A 14-month investigation by the U.S. Treasury Inspector General for Tax Administration uncovered a trail of email and bank accounts that led to European suspects who had obtained credit card and bank account information for an unknown number of victims.

Federal search warrant records show the investigation began in February 2011 after the Internal Revenue Service received a complaint that John Patrick Killian, 80, of South Glens Falls, had transferred large sums of money to an account at National Westminster Bank in the United Kingdom.

"The scheme utilized in this case is a form of 'phishing' designed to contact potential victims through email, notifying them that they are the apparent winner of a large sum of money and valuable merchandise," according to a search warrant affidavit signed last week by a Treasury Department special agent. "Those who respond to the initial emails are then told that they must pay various fees and taxes in order to collect their winnings."

In June 2008 Killian started getting emails "from individuals purporting to be from the IRS, Royal Bank of Scotland and the World Bank informing him that $8.3 million dollars contained in a bank account in his name, was available for his withdrawal," according to the search warrant affidavit.

"Based on subsequent interviews with the victim and analysis of 26 suspicious activity reports ... and five currency transaction reports, it was determined that the victim has lost in excess of $100,000 to the scheme," the agent's affidavit states.

In an interview this week Killian said he did not believe he lost that much money. He said federal authorities told him not to talk about the investigation.

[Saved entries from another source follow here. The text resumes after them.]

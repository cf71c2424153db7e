use std::path::Path;

use anyhow::Context;
use fir_config::FirConfig;

/// Project directory holding `config.toml` and an optional `.env`.
const PROJECT_DIR: &str = ".fir";

pub fn load_config() -> anyhow::Result<FirConfig> {
    load_dotenv(Path::new("."))?;
    FirConfig::load().context("failed to load FIR configuration")
}

/// Load `.fir/.env` when present, otherwise a plain `.env` from `root`.
/// Variables already set in the environment win.
fn load_dotenv(root: &Path) -> anyhow::Result<()> {
    let project_env = root.join(PROJECT_DIR).join(".env");
    if project_env.exists() {
        dotenvy::from_path(&project_env).with_context(|| {
            format!("failed to load dotenv file at {}", project_env.display())
        })?;
        return Ok(());
    }

    let env_path = root.join(".env");
    if env_path.exists() {
        dotenvy::from_path(&env_path)
            .with_context(|| format!("failed to load dotenv file at {}", env_path.display()))?;
    }
    Ok(())
}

"I can't say anything. They told me nothing," Killian said. "I'm going to do as I'm told."

Last March, according to the search warrant, Killian transferred $5,000 from an Albany bank to the London bank account.

The search warrant, which was filed under seal last week in U.S. District Court in Albany, authorizes federal agents to obtain information from the California-based Yahoo Inc. on an email account believed to have been used by the suspects.

Similar search warrants were executed on Yahoo email accounts last November and in January that led authorities to a bank account in London that was owned by Amar Khan, who was arrested a year ago in Greater Manchester, England, on charges of fraud and money laundering. Public records show Khan is listed as a director for a British company, Illuminati Fashions LTD, that also was listed on the same bank account number used in the alleged scheme.

The status of Khan's criminal case in Great Britain could not immediately be obtained Wednesday.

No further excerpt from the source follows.